Posted: 20 Oct 2011 09:36 AM PDT

The votes are in, and once again I'm not one of People's 50 Most Beautiful People. Maybe next year, amirightladies? I'M KIDDING. But seriously, next year? No, but actually seriously, the people have voted and Consumerist has tallied the votes for this year's Worst Ad in America. Now usually the only time I talk about Consumerist is when I'm referencing myself. As in I'm a consumerist of junk food. Really I'm more of a ravenous-ist but who's counting? I'm not (if we're talking about calories).

While it's fun to hate, I say let's give these ads some appreci-hate. The biggest takeaway I found in this year's crop of worst ads is that committed relationships are terrible and will ruin your life. If you spend as much time wanting a husband as I do, it's a devastating fact to confront at first. But then when I thought about it, what these ads were really saying is that being single is the best! That's right, ladies, Big Advertising is sending us a message. We are all better off single.

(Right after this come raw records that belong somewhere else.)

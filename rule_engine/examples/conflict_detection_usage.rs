// examples/conflict_detection_usage.rs
//
// This example walks a candidate rule through validation and conflict
// detection against a small catalog, the same path the rule form takes
// before anything is saved.
//
// Run with: cargo run --example conflict_detection_usage

use rule_engine::*;

fn main() {
    println!("=== Rule Validation & Conflict Detection ===\n");

    let catalog = TargetCatalog::default()
        .with_extensions([
            Extension::new("ext1", "Ad Blocker", true),
            Extension::new("ext2", "Dark Reader", false),
        ])
        .with_groups([Group::new("Focus", ["ext1", "ext2"])]);

    let existing = vec![
        Rule::create(RuleDraft::new(
            "Workday blocker",
            TargetType::Extension,
            ["ext1"],
            RuleAction::Enable,
            Trigger::at("09:00", [1, 2, 3, 4, 5]),
        )),
        Rule::create(RuleDraft::new(
            "Focus on video",
            TargetType::Group,
            ["Focus"],
            RuleAction::Toggle,
            Trigger::on_url("youtube.com"),
        )),
    ];

    // ========================================================================
    // Example 1: Field scoped validation errors
    // ========================================================================
    println!("Example 1: Validation");
    println!("--------------------------");

    let validator = RuleValidator::new();
    let broken = Rule::create(RuleDraft::new(
        "workday BLOCKER",
        TargetType::Group,
        Vec::<String>::new(),
        RuleAction::Apply,
        Trigger::at("9am", Vec::<u8>::new()),
    ));
    let result = validator.validate(&broken, &existing, &catalog);
    println!("valid: {}", result.valid);
    for (field, message) in result.field_messages() {
        println!("  [{}] {}", field, message);
    }
    println!();

    // ========================================================================
    // Example 2: Opposing actions on the same schedule
    // ========================================================================
    println!("Example 2: Time trigger conflict");
    println!("--------------------------");

    let detector = ConflictDetector::new();
    let monday_off = Rule::create(RuleDraft::new(
        "Monday off",
        TargetType::Extension,
        ["ext1"],
        RuleAction::Disable,
        Trigger::at("09:00", [1]),
    ));
    match detector.find_conflict(&monday_off, &existing) {
        Some(conflict) => println!("  {}", conflict),
        None => println!("  no conflict"),
    }

    // Same rule, different day: the weekday sets no longer intersect
    let sunday_off = Rule::create(RuleDraft::new(
        "Sunday off",
        TargetType::Extension,
        ["ext1"],
        RuleAction::Disable,
        Trigger::at("09:00", [0]),
    ));
    let sunday = detector.find_conflict(&sunday_off, &existing);
    println!("  sunday: {:?}", sunday.map(|c| c.conflict_type));
    println!();

    // ========================================================================
    // Example 3: Toggle next to a direct action on a URL trigger
    // ========================================================================
    println!("Example 3: URL trigger conflict");
    println!("--------------------------");

    let watch_on = Rule::create(RuleDraft::new(
        "Watch page",
        TargetType::Group,
        ["Focus"],
        RuleAction::Enable,
        Trigger::on_url("youtube.com/watch"),
    ));
    if let Some(conflict) = detector.find_conflict(&watch_on, &existing) {
        println!("  {} ({})", conflict, conflict.conflict_type);
    }

    // A disabled candidate never conflicts
    let parked = watch_on.clone().with_enabled(false);
    println!("  disabled candidate: {:?}", detector.find_conflict(&parked, &existing));
    println!();

    // ========================================================================
    // Example 4: Scanning a whole collection
    // ========================================================================
    println!("Example 4: Collection scan");
    println!("--------------------------");

    let mut all = existing.clone();
    all.push(monday_off);
    all.push(watch_on);
    for conflict in detector.scan(&all) {
        println!("  {}", conflict);
    }
}
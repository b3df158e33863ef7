//! Bridge configuration.
//!
//! Values are layered: built-in defaults, then an optional JSON file, then
//! `NGX_` prefixed environment variables (nested keys separated by `__`,
//! e.g. `NGX_KEYS__RULES=rules_v2`).

use figment::providers::{Env, Format, Json, Serialized};
use figment::Figment;
use serde::{Deserialize, Serialize};
use std::path::{Path, PathBuf};
use std::time::Duration;
use thiserror::Error;

/// Storage keys of the persisted collections
#[derive(Debug, Clone, PartialEq, Eq, Serialize, Deserialize)]
#[serde(default)]
pub struct StorageKeys {
    /// JSON array of rules
    pub rules: String,
    /// Map of profile id -> profile
    pub profiles: String,
    /// Map of group name -> group
    pub groups: String,
}

impl Default for StorageKeys {
    fn default() -> Self {
        Self {
            rules: "rules".to_string(),
            profiles: "extensionManagerProfiles_v2".to_string(),
            groups: "extensionManagerGroups_v4".to_string(),
        }
    }
}

/// Configuration for the storage bridge and its worker
#[derive(Debug, Clone, PartialEq, Eq, Serialize, Deserialize)]
#[serde(default)]
pub struct BridgeConfig {
    /// SQLite database holding the key-value table
    pub storage_path: PathBuf,
    pub keys: StorageKeys,
    /// Id of the manager extension itself, hidden from the catalog
    pub host_extension_id: Option<String>,
    /// Pending requests the worker queue holds before senders wait
    pub channel_capacity: usize,
    /// How long a caller waits for the worker to answer
    pub request_timeout_ms: u64,
    /// Largest serialized value a single key may hold
    pub quota_bytes: usize,
}

impl Default for BridgeConfig {
    fn default() -> Self {
        Self {
            storage_path: PathBuf::from("./var/data/extension_manager.db"),
            keys: StorageKeys::default(),
            host_extension_id: None,
            channel_capacity: 32,
            request_timeout_ms: 5_000,
            quota_bytes: 10 * 1024 * 1024,
        }
    }
}

/// Configuration error types
#[derive(Debug, Error)]
pub enum ConfigError {
    #[error("Failed to load configuration: {0}")]
    Load(String),

    #[error("Storage key for {0} cannot be empty")]
    EmptyKey(&'static str),

    #[error("Storage keys must be distinct")]
    DuplicateKeys,

    #[error("Invalid channel_capacity: {0}. Must be at least 1")]
    InvalidChannelCapacity(usize),

    #[error("Invalid request_timeout_ms: {0}. Must be at least 1")]
    InvalidTimeout(u64),

    #[error("Invalid quota_bytes: {0}. Must be at least 1")]
    InvalidQuota(usize),
}

impl BridgeConfig {
    /// Defaults merged with environment overrides
    pub fn load() -> Result<Self, ConfigError> {
        Self::extract(Self::base().merge(Self::env()))
    }

    /// Defaults, then `path`, then environment overrides
    pub fn load_from_file(path: impl AsRef<Path>) -> Result<Self, ConfigError> {
        Self::extract(Self::base().merge(Json::file(path.as_ref())).merge(Self::env()))
    }

    fn base() -> Figment {
        Figment::from(Serialized::defaults(BridgeConfig::default()))
    }

    fn env() -> Env {
        Env::prefixed("NGX_").split("__")
    }

    fn extract(figment: Figment) -> Result<Self, ConfigError> {
        let config: BridgeConfig = figment
            .extract()
            .map_err(|e| ConfigError::Load(e.to_string()))?;
        config.validate()?;
        Ok(config)
    }

    pub fn validate(&self) -> Result<(), ConfigError> {
        let keys = &self.keys;
        for (label, key) in [
            ("rules", &keys.rules),
            ("profiles", &keys.profiles),
            ("groups", &keys.groups),
        ] {
            if key.trim().is_empty() {
                return Err(ConfigError::EmptyKey(label));
            }
        }
        if keys.rules == keys.profiles
            || keys.rules == keys.groups
            || keys.profiles == keys.groups
        {
            return Err(ConfigError::DuplicateKeys);
        }
        if self.channel_capacity == 0 {
            return Err(ConfigError::InvalidChannelCapacity(self.channel_capacity));
        }
        if self.request_timeout_ms == 0 {
            return Err(ConfigError::InvalidTimeout(self.request_timeout_ms));
        }
        if self.quota_bytes == 0 {
            return Err(ConfigError::InvalidQuota(self.quota_bytes));
        }
        Ok(())
    }

    pub fn request_timeout(&self) -> Duration {
        Duration::from_millis(self.request_timeout_ms)
    }
}
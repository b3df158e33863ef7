//! Error types surfaced by the bridge.

use rule_engine::{ExtensionId, ImportError};
use std::time::Duration;
use thiserror::Error;

use crate::storage::StorageError;

/// Failure to read or write persisted state
#[derive(Debug, Clone, Error, PartialEq, Eq)]
pub enum PersistenceError {
    #[error(transparent)]
    Storage(#[from] StorageError),

    #[error("Stored data under \"{key}\" is unreadable: {reason}")]
    Corrupt { key: String, reason: String },

    #[error("Storage worker is not running")]
    WorkerUnavailable,

    #[error("Storage worker did not answer within {0:?}")]
    Timeout(Duration),

    #[error("Unexpected reply to {0}")]
    UnexpectedReply(&'static str),
}

impl PersistenceError {
    pub(crate) fn corrupt(key: &str, error: ImportError) -> Self {
        PersistenceError::Corrupt {
            key: key.to_string(),
            reason: error.to_string(),
        }
    }

    /// True when the write lost a race against another writer
    pub fn is_stale(&self) -> bool {
        matches!(self, PersistenceError::Storage(StorageError::StaleRevision { .. }))
    }

    /// True when the caller's copy of the collection may be behind storage
    /// and should be re-read before the next save. A timed out request may
    /// still have been carried out by the worker.
    pub fn needs_reload(&self) -> bool {
        self.is_stale() || matches!(self, PersistenceError::Timeout(_))
    }
}

/// Failure reported by the platform's extension management API
#[derive(Debug, Clone, Error, PartialEq, Eq)]
pub enum ManagementError {
    #[error("Extension {0} is not installed")]
    NotInstalled(ExtensionId),

    #[error("Management call failed: {0}")]
    Failed(String),
}
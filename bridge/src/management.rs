//! Seam to the platform's extension management API.

use parking_lot::RwLock;
use rule_engine::{Extension, ExtensionId};

use crate::errors::ManagementError;

/// Lists installed extensions and switches them on or off
pub trait ManagementApi: Send + Sync {
    /// Every installed extension, including the host extension
    fn installed(&self) -> Vec<Extension>;

    fn set_enabled(&self, id: &ExtensionId, enabled: bool) -> Result<(), ManagementError>;
}

/// Management API over a fixed set of extensions held in memory
#[derive(Debug, Default)]
pub struct InMemoryManagement {
    extensions: RwLock<Vec<Extension>>,
}

impl InMemoryManagement {
    pub fn new(extensions: Vec<Extension>) -> Self {
        Self {
            extensions: RwLock::new(extensions),
        }
    }

    pub fn is_enabled(&self, id: &str) -> Option<bool> {
        self.extensions
            .read()
            .iter()
            .find(|e| e.id.as_str() == id)
            .map(|e| e.enabled)
    }
}

impl ManagementApi for InMemoryManagement {
    fn installed(&self) -> Vec<Extension> {
        self.extensions.read().clone()
    }

    fn set_enabled(&self, id: &ExtensionId, enabled: bool) -> Result<(), ManagementError> {
        let mut extensions = self.extensions.write();
        let extension = extensions
            .iter_mut()
            .find(|e| &e.id == id)
            .ok_or_else(|| ManagementError::NotInstalled(id.clone()))?;
        extension.enabled = enabled;
        Ok(())
    }
}
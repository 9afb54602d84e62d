// src/http.rs
//! HTTP transport used by platform clients
//!
//! Clients only need "send a GET with these headers, give me status and
//! body", so the transport is a small trait with a reqwest implementation.

use std::fmt;
use std::time::Duration;

use async_trait::async_trait;
use base64::Engine;
use base64::engine::general_purpose::STANDARD;
use reqwest::header::{ACCEPT, HeaderMap, HeaderValue};

use crate::error::{Result, ScopeError};

/// Status code and body of a completed request
#[derive(Debug, Clone, PartialEq, Eq)]
pub struct RawResponse {
    pub status: u16,
    pub body: String,
}

impl RawResponse {
    pub fn new(status: u16, body: impl Into<String>) -> Self {
        Self {
            status,
            body: body.into(),
        }
    }
}

/// Issues a single request; no retries, no status interpretation
#[async_trait]
pub trait Transport: Send + Sync {
    async fn get(&self, url: &str, headers: &[(&str, &str)]) -> Result<RawResponse>;
}

/// reqwest-backed transport
pub struct ReqwestTransport {
    client: reqwest::Client,
}

impl ReqwestTransport {
    /// Create new transport with the given request timeout
    pub fn new(timeout: Duration) -> Result<Self> {
        let mut headers = HeaderMap::new();
        headers.insert(ACCEPT, HeaderValue::from_static("application/json"));

        let client = reqwest::Client::builder()
            .default_headers(headers)
            .timeout(timeout)
            .gzip(true)
            .build()
            .map_err(|e| ScopeError::Transport {
                url: String::new(),
                source: Box::new(e),
            })?;

        Ok(Self { client })
    }
}

#[async_trait]
impl Transport for ReqwestTransport {
    async fn get(&self, url: &str, headers: &[(&str, &str)]) -> Result<RawResponse> {
        let transport_error = |e: reqwest::Error| ScopeError::Transport {
            url: url.to_string(),
            source: Box::new(e),
        };

        let mut request = self.client.get(url);
        for (name, value) in headers {
            request = request.header(*name, *value);
        }

        let response = request.send().await.map_err(transport_error)?;
        let status = response.status().as_u16();
        let body = response.text().await.map_err(transport_error)?;

        Ok(RawResponse { status, body })
    }
}

/// API credential, sent as a Basic authorization header
#[derive(Clone)]
pub struct Credential {
    encoded: String,
}

impl Credential {
    /// Encode `username:token`
    pub fn new(username: &str, token: &str) -> Self {
        Self {
            encoded: STANDARD.encode(format!("{}:{}", username, token)),
        }
    }

    /// Use an already base64-encoded `username:token` pair
    pub fn from_encoded(encoded: impl Into<String>) -> Self {
        Self {
            encoded: encoded.into(),
        }
    }

    /// Value for the `Authorization` header
    pub fn header_value(&self) -> String {
        format!("Basic {}", self.encoded)
    }
}

impl fmt::Debug for Credential {
    fn fmt(&self, f: &mut fmt::Formatter<'_>) -> fmt::Result {
        f.write_str("Credential(<redacted>)")
    }
}


#[cfg(test)]
mod tests {
    use super::*;

    #[test]
    fn test_credential_header() {
        let credential = Credential::new("alice", "s3cret");
        // base64("alice:s3cret")
        assert_eq!(credential.header_value(), "Basic YWxpY2U6czNjcmV0");
    }

    #[test]
    fn test_credential_from_encoded() {
        let credential = Credential::from_encoded("YWxpY2U6czNjcmV0");
        assert_eq!(credential.header_value(), "Basic YWxpY2U6czNjcmV0");
    }

    #[test]
    fn test_credential_debug_is_redacted() {
        let credential = Credential::new("alice", "s3cret");
        let debug = format!("{:?}", credential);
        assert!(!debug.contains("YWxpY2U6czNjcmV0"));
        assert!(!debug.contains("s3cret"));
    }

    #[test]
    fn test_reqwest_transport_creation() {
        assert!(ReqwestTransport::new(Duration::from_secs(30)).is_ok());
    }
}
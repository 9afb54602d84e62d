// src/platforms/hackerone/mod.rs
//! HackerOne hacker API integration

use std::sync::Arc;

use async_trait::async_trait;
use tracing::info;

use super::PlatformAPI;
use crate::error::Result;
use crate::progress::ProgressIndicator;
use crate::types::{FetchOptions, ProgramData};

pub mod client;
pub mod collector;
pub mod handles;
pub mod scope;
pub mod types;

pub use client::{ClientSettings, HackerOneClient, RetryPolicy};
pub use collector::{DEFAULT_CONCURRENCY, ScopeCollector};

/// HackerOne scope source
pub struct HackerOneAPI {
    client: Arc<HackerOneClient>,
    concurrency: usize,
    progress: ProgressIndicator,
}

impl HackerOneAPI {
    pub fn new(client: HackerOneClient) -> Self {
        Self {
            client: Arc::new(client),
            concurrency: DEFAULT_CONCURRENCY,
            progress: ProgressIndicator::new(false),
        }
    }

    /// Maximum number of programs fetched in parallel
    pub fn with_concurrency(mut self, concurrency: usize) -> Self {
        self.concurrency = concurrency;
        self
    }

    pub fn with_progress(mut self, progress: ProgressIndicator) -> Self {
        self.progress = progress;
        self
    }
}

#[async_trait]
impl PlatformAPI for HackerOneAPI {
    fn name(&self) -> &str {
        "HackerOne"
    }

    async fn fetch_programs(&self, options: &FetchOptions) -> Result<Vec<ProgramData>> {
        info!("Fetching programs from {}", self.name());

        let handles = handles::list_handles(&self.client, &options.visibility).await?;

        let collector = ScopeCollector::new(Arc::clone(&self.client), self.concurrency);
        let programs = collector
            .collect(handles, Arc::new(options.scope.clone()), &self.progress)
            .await?;

        info!(
            "Successfully fetched {} programs from {}",
            programs.len(),
            self.name()
        );
        Ok(programs)
    }
}
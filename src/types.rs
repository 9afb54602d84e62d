// src/types.rs
use serde::{Deserialize, Serialize};

use crate::category::CategoryFilter;

/// Target emitted for programs that expose no structured scope at all
pub const NO_IN_SCOPE_TABLE: &str = "NO_IN_SCOPE_TABLE";

/// One asset row from a program's scope table
#[derive(Debug, Clone, PartialEq, Eq, Serialize, Deserialize)]
pub struct ScopeElement {
    /// Asset identifier (domain, CIDR, app id, repository...)
    pub target: String,

    /// Free-text instruction, single line
    pub description: String,

    /// Reserved; currently always empty (unclassified)
    pub category: String,
}

impl ScopeElement {
    pub fn new(target: impl Into<String>, description: impl Into<String>) -> Self {
        Self {
            target: target.into(),
            description: description.into(),
            category: String::new(),
        }
    }

    /// Placeholder row for a program without any structured scope
    pub fn no_scope_table() -> Self {
        Self::new(NO_IN_SCOPE_TABLE, "")
    }
}

/// Scope harvested for a single program
#[derive(Debug, Clone, PartialEq, Eq, Serialize, Deserialize)]
pub struct ProgramData {
    /// Public program URL
    pub url: String,

    /// In-scope assets, in API order
    pub in_scope: Vec<ScopeElement>,

    /// Assets listed but not eligible for submission, in API order
    #[serde(default)]
    pub out_of_scope: Vec<ScopeElement>,
}

/// Visibility and activity predicates applied while listing programs
///
/// `private_only` and `public_only` are mutually exclusive; callers validate
/// that before building the filter.
#[derive(Debug, Clone, Copy, Default, PartialEq, Eq)]
pub struct VisibilityFilter {
    pub private_only: bool,
    pub public_only: bool,
    pub active_only: bool,
}

impl VisibilityFilter {
    /// Check whether a listed program passes the filter
    ///
    /// `state` is the program state (`public_mode`, `soft_launched`, ...) and
    /// `submission_state` is `open` for programs accepting reports.
    pub fn admits(&self, state: &str, submission_state: &str) -> bool {
        let visible = if self.public_only {
            state == "public_mode"
        } else {
            !self.private_only || state == "soft_launched"
        };

        visible && (!self.active_only || submission_state == "open")
    }
}

/// Per-program scope filtering, resolved once per run
#[derive(Debug, Clone, PartialEq, Eq)]
pub struct ScopeQuery {
    pub categories: CategoryFilter,
    pub bounty_only: bool,
}

/// Everything a platform needs to harvest scope for one run
#[derive(Debug, Clone, PartialEq, Eq)]
pub struct FetchOptions {
    pub visibility: VisibilityFilter,
    pub scope: ScopeQuery,
}

impl FetchOptions {
    /// Build options from user input, resolving the category keyword
    pub fn new(
        category: &str,
        bounty_only: bool,
        visibility: VisibilityFilter,
    ) -> crate::error::Result<Self> {
        Ok(Self {
            visibility,
            scope: ScopeQuery {
                categories: CategoryFilter::resolve(category)?,
                bounty_only,
            },
        })
    }
}

#[cfg(test)]
mod tests {
    use super::*;

    #[test]
    fn test_default_filter_admits_everything() {
        let filter = VisibilityFilter::default();
        assert!(filter.admits("public_mode", "open"));
        assert!(filter.admits("soft_launched", "paused"));
        assert!(filter.admits("", ""));
    }

    #[test]
    fn test_private_only() {
        let filter = VisibilityFilter {
            private_only: true,
            ..Default::default()
        };
        assert!(filter.admits("soft_launched", "open"));
        assert!(!filter.admits("public_mode", "open"));
    }

    #[test]
    fn test_public_only() {
        let filter = VisibilityFilter {
            public_only: true,
            ..Default::default()
        };
        assert!(filter.admits("public_mode", "closed"));
        assert!(!filter.admits("soft_launched", "open"));
    }

    #[test]
    fn test_active_only_requires_open_submissions() {
        let filter = VisibilityFilter {
            active_only: true,
            ..Default::default()
        };
        assert!(filter.admits("public_mode", "open"));
        assert!(!filter.admits("public_mode", "paused"));

        let private_active = VisibilityFilter {
            private_only: true,
            active_only: true,
            ..Default::default()
        };
        assert!(private_active.admits("soft_launched", "open"));
        assert!(!private_active.admits("soft_launched", "closed"));
        assert!(!private_active.admits("public_mode", "open"));
    }

    #[test]
    fn test_sentinel_element() {
        let sentinel = ScopeElement::no_scope_table();
        assert_eq!(sentinel.target, NO_IN_SCOPE_TABLE);
        assert!(sentinel.description.is_empty());
        assert!(sentinel.category.is_empty());
    }

    #[test]
    fn test_fetch_options_rejects_unknown_category() {
        let result = FetchOptions::new("nope", false, VisibilityFilter::default());
        assert!(matches!(result, Err(crate::error::ScopeError::InvalidCategory(_))));
    }
}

Take, for example, the runner-up for Worst Ad in America.

Ladies, ladies, ladies. Who knew being married turned you into the worst person in the world? The Ad Boys on the AT&T account did, that's who. My mama never told me the only place marriage got you was in a greenhouse filled with bitter regrets. She also never told me who my real father was. Either way, this commercial is scary enough to keep smart women out of long-term relationships. B+

In the category of Groups That Ought To Go Their Separate Ways, we have the Trojan Triphoria Bridal Shower Girls. Those Ad Boys on the Trojan account recognized the impending doom marriage spells for women. But they knew all women really want to get married and that's all women want out of life, so they offered a solution:

Sex with the same man for the rest of your life? P-U! Hell, I'm just trying to have sex with the same man two nights in a row, but who's counting? (I am. Unless we're still talking about calories, then I'm not.)

But look at how happy that woman's husband was to suddenly have all the pressure of having to pleasure his new wife lifted off his shoulders. In this man vs. the machine, man happily cedes victory. Wife gets triple the pleasure, man gets triple the football. My only real beef with this commercial is the fact that her friends' blown-back hair clearly indicates they used the tri-phoria before giving it to her. Gross. Not realistic. But otherwise, A-

And the winner for Trend That Needs to Stop Being a Trend (drumroll please)… Men Barely Tolerating Their Wives. That's right, girls. As soon as you commit to love and cherish them forever, men commit to hating you for all eternity. That's what the Klondike Ad Boys are trying to tell you in this unfairly much-maligned ad. It's a warning:

Even five seconds is too long for the supposed love of your life to bear the sound of your voice. While the mint chocolate chip Klondike bar is amazing—I had two already for breakfast—it's a sad state of affairs when your husband can only be compelled to listen to you for the reward of one frozen treat. Presented to him by hot chicks.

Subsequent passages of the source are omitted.